While President Ferdinand Marcos, Jr. delivered his State of the Nation Address (SONA) on Monday, July 22, over 100 political prisoners in the newly created Negros Island Region went on a hunger strike to protest their human rights concerns.
Inmates from the Negros Occidental District Jail in Bago City and Bureau of Jail Management and Penology (BJMP) facilities in Negros Occidental and Negros Oriental refused to eat that day to express their discontent with the government’s handling of human rights issues.
Among their demands include:
- the immediate release of elderly political prisoners on humanitarian grounds;
- an end to the threats of arrest and other persecutory measures by the Marcos administration against the Paghida-et sa Kauswagan Development Group (PDG) and other peasant-oriented non-government organizations in Negros and elsewhere in the country
- and the resumption of formal peace talks between the government and the National Democratic Front of the Philippines (NDFP).
According to Karapatan, a left-wing non-government organization (NGO) and human rights alliance, there are 90 ailing inmates and 102 elderly political prisoners among the 755 political prisoners nationwide.
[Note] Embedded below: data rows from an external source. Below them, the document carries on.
//! String sequence filters and predicates

use crate::constants::{PRIMARY_COLORS, SHORT_WORD_LIMIT};

#[cfg(feature = "alloc")]
use crate::constants::{EXCLAMATION_MARK, QUESTION_MARK};
#[cfg(feature = "alloc")]
use alloc::{string::String, vec::Vec};

/// Last character of a string, `None` when empty
pub fn last_char(text: &str) -> Option<char> {
    text.chars().next_back()
}

/// Drop questions and upper-case exclamations
///
/// Strings ending in `?` are removed. Strings ending in `!` are
/// upper-cased. Everything else, including empty strings, is copied
/// unchanged and order is preserved.
#[cfg(feature = "alloc")]
pub fn shout_filter_exclaim<S: AsRef<str>>(messages: &[S]) -> Vec<String> {
    messages
        .iter()
        .map(|message| message.as_ref())
        .filter(|message| last_char(message) != Some(QUESTION_MARK))
        .map(|message| {
            if last_char(message) == Some(EXCLAMATION_MARK) {
                message.to_uppercase()
            } else {
                String::from(message)
            }
        })
        .collect()
}

/// Count words shorter than four UTF-16 code units
///
/// An astral-plane character such as an emoji counts as two.
pub fn count_short_words<S: AsRef<str>>(words: &[S]) -> usize {
    words
        .iter()
        .filter(|word| word.as_ref().encode_utf16().count() < SHORT_WORD_LIMIT)
        .count()
}

/// Whether every color is exactly `red`, `blue` or `green`
///
/// Vacuously true for an empty slice.
pub fn all_primary_colors<S: AsRef<str>>(colors: &[S]) -> bool {
    colors
        .iter()
        .all(|color| PRIMARY_COLORS.contains(&color.as_ref()))
}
Urgent release is sought for individuals like Ernesto Jude Rimando Jr., a Cebu-based labor rights advocate with stage 4 liver cancer, and elderly sick detainees such as 79-year-old Rosita Taboy, 72-year-old Evangeline Rapanut, and septuagenarian couples Frank Fernandez and Cleofe Lagtapon, Ruben and Presentacion Saluta, and Alberto and Virginia Villamor.
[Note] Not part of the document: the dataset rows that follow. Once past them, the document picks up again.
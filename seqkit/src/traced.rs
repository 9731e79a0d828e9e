//! Transformations that emit `tracing` events
//!
//! Each function returns exactly what its `seqkit-core` counterpart
//! returns. Input sizes are logged at `trace` level; zero fallbacks
//! during parsing are logged at `debug` level by [`parse_with_report`].

use seqkit_core::Numeric;
use tracing::trace;

use crate::report::parse_with_report;

/// First and last element, see [`seqkit_core::bookend`]
pub fn bookend<T: Copy>(values: &[T]) -> Vec<T> {
    trace!(len = values.len(), "bookend");
    seqkit_core::bookend(values)
}

/// Every element times three, see [`seqkit_core::triple_all`]
pub fn triple_all<T: Numeric>(values: &[T]) -> Vec<T> {
    trace!(len = values.len(), "triple_all");
    seqkit_core::triple_all(values)
}

/// Parse with a zero fallback, logging each fallback at `debug`
pub fn parse_integers_or_zero<S: AsRef<str>>(strings: &[S]) -> Vec<f64> {
    trace!(len = strings.len(), "parse_integers_or_zero");
    parse_with_report(strings, false).values
}

/// Strip one leading `$` and parse, logging each fallback at `debug`
pub fn strip_dollars_and_parse<S: AsRef<str>>(amounts: &[S]) -> Vec<f64> {
    trace!(len = amounts.len(), "strip_dollars_and_parse");
    parse_with_report(amounts, true).values
}

/// Drop questions and upper-case exclamations, see [`seqkit_core::shout_filter_exclaim`]
pub fn shout_filter_exclaim<S: AsRef<str>>(messages: &[S]) -> Vec<String> {
    let shouted = seqkit_core::shout_filter_exclaim(messages);
    trace!(
        len = messages.len(),
        kept = shouted.len(),
        "shout_filter_exclaim"
    );
    shouted
}

/// Count words shorter than four UTF-16 code units
pub fn count_short_words<S: AsRef<str>>(words: &[S]) -> usize {
    let count = seqkit_core::count_short_words(words);
    trace!(len = words.len(), count, "count_short_words");
    count
}

/// Whether every color is `red`, `blue` or `green`
pub fn all_primary_colors<S: AsRef<str>>(colors: &[S]) -> bool {
    let all = seqkit_core::all_primary_colors(colors);
    trace!(len = colors.len(), all, "all_primary_colors");
    all
}

/// Render `"{sum}={a1}+...+{an}"`, see [`seqkit_core::format_sum`]
pub fn format_sum<T: Numeric>(values: &[T]) -> String {
    trace!(len = values.len(), "format_sum");
    seqkit_core::format_sum(values)
}

/// Insert the running sum after the first negative element
pub fn inject_sum_after_first_negative<T: Numeric>(values: &[T]) -> Vec<T> {
    let negative_at = seqkit_core::first_negative(values);
    trace!(len = values.len(), ?negative_at, "inject_sum_after_first_negative");
    seqkit_core::inject_sum_after_first_negative(values)
}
The Negros political prisoners also called on the Department of Justice (DOJ) to cease prosecuting members of the Negros Occidental-based PDG and the Cebu-based Community Empowerment Resource Network (CERNet).
These NGOs were reportedly red-tagged and accused of financing terrorist organizations while conducting socio-economic projects for farmers and indigenous peoples in areas in Negros designated as “geographically isolated” by the National Task Force to End Local Communist Armed Conflict (NTF-ELCAC).